#### Try it
Scan the entries below and state how many lines contain "registered". No other output.
━━━━━━━━━━━━━━━━━━━━━━━━━━━━━━
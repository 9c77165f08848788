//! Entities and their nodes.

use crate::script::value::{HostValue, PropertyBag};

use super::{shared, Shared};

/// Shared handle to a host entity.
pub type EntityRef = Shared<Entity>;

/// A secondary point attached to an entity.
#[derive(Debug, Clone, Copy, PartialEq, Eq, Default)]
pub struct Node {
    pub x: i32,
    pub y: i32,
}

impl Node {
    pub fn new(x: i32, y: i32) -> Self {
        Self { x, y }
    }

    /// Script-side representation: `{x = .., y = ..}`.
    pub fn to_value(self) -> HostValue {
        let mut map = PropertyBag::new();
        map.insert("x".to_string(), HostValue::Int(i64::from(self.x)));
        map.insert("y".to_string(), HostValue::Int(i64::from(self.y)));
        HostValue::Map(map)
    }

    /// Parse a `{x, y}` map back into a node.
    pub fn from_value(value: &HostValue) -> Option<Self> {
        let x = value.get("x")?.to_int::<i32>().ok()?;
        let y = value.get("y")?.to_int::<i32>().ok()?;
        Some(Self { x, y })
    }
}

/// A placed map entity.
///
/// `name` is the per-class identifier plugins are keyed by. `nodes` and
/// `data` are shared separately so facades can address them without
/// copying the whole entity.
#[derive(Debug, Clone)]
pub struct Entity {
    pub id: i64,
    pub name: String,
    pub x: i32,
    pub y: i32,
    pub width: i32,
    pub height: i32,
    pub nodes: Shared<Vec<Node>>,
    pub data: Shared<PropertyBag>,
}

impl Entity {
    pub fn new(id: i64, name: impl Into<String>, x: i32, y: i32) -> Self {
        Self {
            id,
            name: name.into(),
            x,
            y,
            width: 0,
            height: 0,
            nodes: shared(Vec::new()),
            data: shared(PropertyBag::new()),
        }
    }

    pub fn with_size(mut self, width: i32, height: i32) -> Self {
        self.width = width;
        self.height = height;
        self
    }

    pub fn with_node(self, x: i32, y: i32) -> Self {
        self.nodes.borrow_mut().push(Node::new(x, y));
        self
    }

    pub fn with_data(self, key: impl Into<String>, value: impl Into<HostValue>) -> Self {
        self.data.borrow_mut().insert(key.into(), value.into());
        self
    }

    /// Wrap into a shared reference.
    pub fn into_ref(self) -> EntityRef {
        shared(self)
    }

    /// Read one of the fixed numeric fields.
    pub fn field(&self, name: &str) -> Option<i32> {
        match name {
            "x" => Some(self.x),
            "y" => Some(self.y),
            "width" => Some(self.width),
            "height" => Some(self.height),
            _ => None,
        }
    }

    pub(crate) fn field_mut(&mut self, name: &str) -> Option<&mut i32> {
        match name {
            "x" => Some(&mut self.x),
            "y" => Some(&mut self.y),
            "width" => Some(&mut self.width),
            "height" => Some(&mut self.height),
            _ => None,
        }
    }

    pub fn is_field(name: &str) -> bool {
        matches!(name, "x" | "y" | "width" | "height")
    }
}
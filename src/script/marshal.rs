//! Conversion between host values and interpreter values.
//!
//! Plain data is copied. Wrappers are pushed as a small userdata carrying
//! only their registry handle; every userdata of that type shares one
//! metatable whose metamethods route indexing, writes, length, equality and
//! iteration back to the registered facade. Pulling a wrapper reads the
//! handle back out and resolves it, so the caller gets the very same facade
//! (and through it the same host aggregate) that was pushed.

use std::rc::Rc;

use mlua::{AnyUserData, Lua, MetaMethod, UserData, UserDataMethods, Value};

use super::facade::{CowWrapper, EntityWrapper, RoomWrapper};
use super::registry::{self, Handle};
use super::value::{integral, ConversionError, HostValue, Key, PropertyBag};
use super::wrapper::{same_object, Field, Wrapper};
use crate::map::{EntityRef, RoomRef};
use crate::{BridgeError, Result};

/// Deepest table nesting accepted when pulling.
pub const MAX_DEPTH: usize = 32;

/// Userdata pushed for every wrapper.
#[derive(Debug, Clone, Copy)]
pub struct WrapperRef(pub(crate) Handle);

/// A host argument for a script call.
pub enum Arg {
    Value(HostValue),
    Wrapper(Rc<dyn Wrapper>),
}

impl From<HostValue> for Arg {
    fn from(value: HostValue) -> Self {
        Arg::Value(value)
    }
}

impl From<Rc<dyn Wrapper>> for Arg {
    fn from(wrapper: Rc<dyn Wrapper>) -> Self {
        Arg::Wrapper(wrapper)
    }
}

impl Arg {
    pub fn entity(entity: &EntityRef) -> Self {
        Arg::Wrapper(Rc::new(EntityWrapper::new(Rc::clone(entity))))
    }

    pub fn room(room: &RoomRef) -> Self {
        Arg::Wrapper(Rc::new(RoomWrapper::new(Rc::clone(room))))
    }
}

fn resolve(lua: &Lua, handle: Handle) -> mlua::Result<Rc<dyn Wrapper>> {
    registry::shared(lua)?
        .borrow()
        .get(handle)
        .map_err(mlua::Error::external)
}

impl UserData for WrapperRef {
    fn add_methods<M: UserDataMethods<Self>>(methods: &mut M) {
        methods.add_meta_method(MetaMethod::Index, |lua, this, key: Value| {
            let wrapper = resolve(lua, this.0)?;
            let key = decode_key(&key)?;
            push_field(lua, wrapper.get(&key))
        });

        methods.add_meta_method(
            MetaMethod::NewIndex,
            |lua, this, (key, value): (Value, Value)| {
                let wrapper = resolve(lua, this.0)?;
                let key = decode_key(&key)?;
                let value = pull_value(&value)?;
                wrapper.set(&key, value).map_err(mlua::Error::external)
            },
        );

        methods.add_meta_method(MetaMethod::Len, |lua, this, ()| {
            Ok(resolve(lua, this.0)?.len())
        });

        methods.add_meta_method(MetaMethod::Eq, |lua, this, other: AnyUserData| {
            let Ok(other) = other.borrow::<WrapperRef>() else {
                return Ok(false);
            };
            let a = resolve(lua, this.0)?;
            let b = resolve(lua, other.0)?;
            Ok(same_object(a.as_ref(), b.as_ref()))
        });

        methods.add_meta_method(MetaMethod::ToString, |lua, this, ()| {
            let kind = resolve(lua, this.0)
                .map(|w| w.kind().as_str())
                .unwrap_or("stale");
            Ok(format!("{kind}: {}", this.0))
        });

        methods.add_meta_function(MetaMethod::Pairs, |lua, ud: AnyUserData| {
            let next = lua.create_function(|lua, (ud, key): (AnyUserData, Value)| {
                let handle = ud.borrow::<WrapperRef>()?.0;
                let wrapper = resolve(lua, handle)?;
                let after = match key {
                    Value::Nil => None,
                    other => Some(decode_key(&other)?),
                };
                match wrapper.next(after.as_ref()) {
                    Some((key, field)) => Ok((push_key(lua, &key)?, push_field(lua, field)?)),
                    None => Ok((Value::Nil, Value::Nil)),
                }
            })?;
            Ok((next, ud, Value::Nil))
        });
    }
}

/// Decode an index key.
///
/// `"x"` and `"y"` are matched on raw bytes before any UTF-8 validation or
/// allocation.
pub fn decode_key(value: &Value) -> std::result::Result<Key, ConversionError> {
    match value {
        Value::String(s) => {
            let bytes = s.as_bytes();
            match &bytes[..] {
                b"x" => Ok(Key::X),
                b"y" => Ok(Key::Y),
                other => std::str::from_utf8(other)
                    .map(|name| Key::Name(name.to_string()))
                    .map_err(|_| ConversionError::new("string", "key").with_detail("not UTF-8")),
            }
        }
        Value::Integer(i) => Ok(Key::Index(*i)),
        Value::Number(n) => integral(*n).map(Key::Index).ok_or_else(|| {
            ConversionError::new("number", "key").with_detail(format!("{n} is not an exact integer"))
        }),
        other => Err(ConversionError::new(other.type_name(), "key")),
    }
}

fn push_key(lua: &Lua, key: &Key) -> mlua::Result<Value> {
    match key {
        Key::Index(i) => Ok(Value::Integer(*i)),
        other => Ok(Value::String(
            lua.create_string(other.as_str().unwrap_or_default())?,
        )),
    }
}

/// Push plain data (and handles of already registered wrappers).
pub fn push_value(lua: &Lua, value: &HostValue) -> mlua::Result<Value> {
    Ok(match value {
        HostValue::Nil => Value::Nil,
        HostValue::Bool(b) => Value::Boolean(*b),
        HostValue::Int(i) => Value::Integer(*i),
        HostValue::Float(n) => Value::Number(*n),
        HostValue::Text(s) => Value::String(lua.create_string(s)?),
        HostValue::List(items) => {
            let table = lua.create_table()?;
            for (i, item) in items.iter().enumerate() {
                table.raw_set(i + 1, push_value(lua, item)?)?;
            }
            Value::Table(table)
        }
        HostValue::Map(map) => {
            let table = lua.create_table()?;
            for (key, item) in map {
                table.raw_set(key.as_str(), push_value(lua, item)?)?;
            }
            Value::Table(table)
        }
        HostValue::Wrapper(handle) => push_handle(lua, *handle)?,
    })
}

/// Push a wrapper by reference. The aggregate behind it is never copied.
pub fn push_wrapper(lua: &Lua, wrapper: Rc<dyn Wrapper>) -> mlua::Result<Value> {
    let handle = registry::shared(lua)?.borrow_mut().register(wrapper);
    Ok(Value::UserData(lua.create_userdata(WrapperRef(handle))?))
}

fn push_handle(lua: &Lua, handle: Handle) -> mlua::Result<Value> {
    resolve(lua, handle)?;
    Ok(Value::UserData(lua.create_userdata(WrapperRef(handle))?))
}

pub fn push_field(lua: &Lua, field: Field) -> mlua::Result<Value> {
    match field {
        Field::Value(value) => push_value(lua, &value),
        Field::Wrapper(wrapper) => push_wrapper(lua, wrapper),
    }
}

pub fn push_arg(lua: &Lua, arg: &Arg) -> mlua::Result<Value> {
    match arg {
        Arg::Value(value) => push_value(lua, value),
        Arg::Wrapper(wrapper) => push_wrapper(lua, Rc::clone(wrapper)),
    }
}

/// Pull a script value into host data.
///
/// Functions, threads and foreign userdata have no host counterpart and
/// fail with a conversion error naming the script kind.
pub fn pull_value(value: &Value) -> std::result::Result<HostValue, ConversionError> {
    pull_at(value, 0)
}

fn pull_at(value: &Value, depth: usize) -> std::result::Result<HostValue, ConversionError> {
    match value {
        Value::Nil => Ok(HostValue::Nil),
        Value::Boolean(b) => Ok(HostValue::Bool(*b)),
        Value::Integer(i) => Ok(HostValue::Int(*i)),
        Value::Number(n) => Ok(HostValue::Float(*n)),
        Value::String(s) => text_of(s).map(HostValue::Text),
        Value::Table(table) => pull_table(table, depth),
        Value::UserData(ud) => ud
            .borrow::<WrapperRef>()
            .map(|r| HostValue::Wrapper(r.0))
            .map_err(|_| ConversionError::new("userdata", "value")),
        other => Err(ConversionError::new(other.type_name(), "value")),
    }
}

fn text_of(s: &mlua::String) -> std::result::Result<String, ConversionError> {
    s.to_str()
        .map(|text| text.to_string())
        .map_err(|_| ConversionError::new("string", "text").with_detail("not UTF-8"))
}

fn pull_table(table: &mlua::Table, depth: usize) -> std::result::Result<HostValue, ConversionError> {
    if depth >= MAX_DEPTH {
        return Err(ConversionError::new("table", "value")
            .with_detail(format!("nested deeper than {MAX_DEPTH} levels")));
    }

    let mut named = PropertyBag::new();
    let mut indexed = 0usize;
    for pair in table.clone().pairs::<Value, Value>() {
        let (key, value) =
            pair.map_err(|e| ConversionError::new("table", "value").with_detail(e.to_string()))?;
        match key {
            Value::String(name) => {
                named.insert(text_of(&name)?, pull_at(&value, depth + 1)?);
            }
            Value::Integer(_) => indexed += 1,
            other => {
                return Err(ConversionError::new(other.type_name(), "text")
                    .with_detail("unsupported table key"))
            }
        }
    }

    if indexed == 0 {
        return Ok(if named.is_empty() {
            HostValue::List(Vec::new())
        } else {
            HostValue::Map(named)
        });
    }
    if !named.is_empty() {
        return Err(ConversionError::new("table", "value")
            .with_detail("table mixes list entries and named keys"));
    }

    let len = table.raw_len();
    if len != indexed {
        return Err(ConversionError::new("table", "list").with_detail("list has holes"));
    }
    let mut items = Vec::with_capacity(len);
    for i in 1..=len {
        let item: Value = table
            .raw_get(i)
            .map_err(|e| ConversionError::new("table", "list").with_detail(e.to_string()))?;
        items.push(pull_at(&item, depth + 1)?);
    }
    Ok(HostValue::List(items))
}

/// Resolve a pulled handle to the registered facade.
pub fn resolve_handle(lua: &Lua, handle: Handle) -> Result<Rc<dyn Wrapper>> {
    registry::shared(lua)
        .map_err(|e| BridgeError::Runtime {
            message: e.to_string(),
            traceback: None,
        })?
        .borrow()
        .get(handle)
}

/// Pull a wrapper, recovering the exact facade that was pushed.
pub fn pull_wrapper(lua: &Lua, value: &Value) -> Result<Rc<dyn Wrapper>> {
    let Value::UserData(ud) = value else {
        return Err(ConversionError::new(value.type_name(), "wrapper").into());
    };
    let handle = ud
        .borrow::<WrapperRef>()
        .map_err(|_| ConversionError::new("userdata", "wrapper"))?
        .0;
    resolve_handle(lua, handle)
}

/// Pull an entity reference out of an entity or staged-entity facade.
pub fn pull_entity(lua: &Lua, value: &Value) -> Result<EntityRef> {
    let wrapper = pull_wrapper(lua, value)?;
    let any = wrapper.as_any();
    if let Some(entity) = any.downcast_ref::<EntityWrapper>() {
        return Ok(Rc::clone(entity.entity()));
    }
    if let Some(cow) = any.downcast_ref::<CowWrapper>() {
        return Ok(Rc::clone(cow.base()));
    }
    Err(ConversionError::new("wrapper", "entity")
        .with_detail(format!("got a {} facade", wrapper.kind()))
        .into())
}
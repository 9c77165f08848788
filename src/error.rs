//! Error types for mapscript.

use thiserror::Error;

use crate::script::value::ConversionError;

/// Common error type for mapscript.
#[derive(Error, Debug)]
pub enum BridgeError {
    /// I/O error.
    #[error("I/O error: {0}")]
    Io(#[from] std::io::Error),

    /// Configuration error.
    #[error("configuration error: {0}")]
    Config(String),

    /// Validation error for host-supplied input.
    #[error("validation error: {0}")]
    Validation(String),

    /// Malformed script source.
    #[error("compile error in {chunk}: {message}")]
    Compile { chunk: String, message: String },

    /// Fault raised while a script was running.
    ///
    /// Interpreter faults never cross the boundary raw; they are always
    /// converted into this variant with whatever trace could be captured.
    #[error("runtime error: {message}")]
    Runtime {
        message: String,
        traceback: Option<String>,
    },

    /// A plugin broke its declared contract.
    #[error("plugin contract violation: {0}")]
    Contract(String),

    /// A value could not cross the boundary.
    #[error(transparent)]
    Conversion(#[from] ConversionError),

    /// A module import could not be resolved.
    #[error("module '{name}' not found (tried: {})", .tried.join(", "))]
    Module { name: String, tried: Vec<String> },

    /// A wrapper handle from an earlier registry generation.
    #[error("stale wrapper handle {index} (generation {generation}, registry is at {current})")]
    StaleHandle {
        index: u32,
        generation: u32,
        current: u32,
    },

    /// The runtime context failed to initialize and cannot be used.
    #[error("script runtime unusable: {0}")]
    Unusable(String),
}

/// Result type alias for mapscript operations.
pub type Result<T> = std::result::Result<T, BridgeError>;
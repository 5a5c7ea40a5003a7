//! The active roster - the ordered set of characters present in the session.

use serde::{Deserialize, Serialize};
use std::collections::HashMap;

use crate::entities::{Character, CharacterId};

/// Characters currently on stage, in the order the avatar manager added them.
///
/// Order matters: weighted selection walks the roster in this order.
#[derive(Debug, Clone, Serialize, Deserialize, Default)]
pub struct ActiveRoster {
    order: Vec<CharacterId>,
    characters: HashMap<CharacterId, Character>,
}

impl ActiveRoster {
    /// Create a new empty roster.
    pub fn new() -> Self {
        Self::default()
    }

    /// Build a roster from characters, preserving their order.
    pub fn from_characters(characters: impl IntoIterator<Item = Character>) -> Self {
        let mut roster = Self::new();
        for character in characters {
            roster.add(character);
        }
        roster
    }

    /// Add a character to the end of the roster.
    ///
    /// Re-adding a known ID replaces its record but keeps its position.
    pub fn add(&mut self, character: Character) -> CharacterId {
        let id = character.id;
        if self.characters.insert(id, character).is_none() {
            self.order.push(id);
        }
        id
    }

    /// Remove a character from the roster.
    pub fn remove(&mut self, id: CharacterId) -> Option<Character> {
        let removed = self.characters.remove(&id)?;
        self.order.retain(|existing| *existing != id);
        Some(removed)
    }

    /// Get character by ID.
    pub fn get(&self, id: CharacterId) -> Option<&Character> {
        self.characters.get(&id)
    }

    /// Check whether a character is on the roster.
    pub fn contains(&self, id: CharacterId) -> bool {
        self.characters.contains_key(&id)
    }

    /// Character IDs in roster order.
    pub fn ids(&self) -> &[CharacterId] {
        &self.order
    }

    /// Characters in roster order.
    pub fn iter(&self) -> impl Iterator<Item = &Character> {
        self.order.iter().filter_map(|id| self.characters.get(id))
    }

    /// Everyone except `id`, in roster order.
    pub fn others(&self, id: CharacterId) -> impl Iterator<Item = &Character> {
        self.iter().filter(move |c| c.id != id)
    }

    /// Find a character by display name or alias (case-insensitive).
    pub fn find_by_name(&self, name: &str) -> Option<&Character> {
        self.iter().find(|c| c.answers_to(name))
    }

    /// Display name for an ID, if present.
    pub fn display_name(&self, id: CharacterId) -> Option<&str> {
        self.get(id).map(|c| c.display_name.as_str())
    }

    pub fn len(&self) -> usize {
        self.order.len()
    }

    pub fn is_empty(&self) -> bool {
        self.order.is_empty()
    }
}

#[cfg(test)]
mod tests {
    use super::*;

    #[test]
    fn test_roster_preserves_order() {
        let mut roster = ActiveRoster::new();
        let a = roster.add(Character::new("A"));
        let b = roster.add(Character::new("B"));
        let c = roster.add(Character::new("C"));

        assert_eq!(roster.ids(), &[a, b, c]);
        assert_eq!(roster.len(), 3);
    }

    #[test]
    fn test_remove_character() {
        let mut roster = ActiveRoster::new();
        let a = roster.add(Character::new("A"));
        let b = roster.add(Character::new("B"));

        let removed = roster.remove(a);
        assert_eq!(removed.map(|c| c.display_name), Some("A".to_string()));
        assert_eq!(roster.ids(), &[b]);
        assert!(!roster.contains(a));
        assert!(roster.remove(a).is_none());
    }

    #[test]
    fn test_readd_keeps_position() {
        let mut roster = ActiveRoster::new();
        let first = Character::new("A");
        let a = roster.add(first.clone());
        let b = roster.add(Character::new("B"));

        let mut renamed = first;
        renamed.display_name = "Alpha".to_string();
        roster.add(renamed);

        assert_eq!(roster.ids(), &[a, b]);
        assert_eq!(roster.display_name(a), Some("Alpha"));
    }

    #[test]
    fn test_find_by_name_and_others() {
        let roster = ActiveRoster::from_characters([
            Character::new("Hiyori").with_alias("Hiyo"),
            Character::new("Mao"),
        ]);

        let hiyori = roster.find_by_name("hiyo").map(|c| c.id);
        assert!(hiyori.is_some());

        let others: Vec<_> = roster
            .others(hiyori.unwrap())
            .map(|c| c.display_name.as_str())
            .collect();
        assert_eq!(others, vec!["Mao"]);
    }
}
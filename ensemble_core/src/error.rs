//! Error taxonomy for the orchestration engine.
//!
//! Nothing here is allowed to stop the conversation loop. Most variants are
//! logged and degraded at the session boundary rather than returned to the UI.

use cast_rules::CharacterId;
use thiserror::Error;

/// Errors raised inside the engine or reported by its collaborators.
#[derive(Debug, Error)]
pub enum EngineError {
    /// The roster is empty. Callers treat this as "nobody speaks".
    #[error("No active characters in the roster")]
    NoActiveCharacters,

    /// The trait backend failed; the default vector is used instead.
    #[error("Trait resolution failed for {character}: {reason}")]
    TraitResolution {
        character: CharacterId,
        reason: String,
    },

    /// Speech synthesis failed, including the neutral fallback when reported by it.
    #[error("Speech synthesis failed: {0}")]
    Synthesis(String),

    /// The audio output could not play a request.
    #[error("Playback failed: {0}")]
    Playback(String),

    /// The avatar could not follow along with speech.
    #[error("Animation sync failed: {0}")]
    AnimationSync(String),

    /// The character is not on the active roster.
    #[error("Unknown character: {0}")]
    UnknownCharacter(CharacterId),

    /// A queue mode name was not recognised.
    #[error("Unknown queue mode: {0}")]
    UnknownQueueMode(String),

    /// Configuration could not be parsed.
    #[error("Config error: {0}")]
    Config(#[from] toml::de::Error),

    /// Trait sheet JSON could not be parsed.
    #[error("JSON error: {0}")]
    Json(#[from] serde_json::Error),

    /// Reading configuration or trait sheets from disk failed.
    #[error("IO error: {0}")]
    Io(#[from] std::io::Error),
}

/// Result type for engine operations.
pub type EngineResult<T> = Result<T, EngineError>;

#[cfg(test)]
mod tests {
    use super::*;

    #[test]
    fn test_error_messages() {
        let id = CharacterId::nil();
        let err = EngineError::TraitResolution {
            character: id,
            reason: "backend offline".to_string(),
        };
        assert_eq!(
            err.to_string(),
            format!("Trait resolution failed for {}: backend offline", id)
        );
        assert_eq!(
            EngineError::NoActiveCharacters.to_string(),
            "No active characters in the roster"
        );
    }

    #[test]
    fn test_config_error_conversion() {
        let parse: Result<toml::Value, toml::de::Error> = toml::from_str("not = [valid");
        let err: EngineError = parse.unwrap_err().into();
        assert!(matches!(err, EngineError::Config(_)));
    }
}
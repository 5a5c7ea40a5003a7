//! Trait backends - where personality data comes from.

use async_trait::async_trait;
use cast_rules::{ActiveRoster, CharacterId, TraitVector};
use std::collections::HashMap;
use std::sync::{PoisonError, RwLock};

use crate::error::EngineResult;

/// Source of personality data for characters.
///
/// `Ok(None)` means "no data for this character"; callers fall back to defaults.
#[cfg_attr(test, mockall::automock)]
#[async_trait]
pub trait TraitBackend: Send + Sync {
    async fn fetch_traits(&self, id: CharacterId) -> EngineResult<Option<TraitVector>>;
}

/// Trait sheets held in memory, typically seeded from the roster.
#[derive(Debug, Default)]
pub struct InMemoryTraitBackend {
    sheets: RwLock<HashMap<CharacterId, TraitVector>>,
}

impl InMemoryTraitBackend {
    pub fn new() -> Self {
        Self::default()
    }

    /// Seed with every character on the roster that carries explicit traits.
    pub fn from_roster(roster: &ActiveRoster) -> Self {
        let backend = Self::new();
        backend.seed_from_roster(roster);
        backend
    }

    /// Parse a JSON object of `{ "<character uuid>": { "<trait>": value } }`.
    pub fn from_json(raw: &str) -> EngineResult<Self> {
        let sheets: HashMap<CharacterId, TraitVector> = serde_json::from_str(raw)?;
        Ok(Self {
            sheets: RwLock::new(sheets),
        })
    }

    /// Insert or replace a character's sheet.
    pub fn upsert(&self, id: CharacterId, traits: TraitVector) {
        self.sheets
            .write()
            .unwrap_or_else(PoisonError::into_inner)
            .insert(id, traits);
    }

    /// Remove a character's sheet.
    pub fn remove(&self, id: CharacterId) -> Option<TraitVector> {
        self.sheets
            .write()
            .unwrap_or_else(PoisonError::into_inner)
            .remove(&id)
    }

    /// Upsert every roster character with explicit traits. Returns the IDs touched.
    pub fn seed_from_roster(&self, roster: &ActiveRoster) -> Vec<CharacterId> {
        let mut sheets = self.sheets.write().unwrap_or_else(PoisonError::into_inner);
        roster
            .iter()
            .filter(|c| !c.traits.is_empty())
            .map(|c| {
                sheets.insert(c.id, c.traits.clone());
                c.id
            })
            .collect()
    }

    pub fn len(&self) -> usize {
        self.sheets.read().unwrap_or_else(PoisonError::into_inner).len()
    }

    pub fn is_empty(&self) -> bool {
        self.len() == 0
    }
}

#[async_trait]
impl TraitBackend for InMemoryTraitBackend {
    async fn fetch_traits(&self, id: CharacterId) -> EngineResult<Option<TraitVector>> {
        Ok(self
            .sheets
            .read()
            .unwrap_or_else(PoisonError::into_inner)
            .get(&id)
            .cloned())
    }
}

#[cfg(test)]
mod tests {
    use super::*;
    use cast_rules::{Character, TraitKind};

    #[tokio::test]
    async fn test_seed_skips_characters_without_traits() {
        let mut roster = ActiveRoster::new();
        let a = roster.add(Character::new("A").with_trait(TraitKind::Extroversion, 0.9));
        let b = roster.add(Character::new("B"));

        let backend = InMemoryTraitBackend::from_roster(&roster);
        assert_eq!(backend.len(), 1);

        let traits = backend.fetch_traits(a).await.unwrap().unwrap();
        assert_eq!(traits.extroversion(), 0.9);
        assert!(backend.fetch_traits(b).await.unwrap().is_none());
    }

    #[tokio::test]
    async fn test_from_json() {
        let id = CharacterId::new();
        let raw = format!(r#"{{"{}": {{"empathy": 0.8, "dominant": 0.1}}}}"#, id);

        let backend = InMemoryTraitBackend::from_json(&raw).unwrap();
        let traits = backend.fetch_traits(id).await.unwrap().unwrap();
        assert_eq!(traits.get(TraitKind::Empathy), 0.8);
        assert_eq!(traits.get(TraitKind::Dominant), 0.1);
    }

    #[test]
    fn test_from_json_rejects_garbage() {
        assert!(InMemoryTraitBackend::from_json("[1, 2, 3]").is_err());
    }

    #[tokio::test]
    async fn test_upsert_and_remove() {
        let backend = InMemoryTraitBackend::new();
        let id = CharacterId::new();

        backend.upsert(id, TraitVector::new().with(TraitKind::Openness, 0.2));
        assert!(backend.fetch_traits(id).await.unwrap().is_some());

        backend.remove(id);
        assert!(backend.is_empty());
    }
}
━━━━━━━━━━━━━━━━━━━━━━━━━━━━━━
#### Finished exercise
3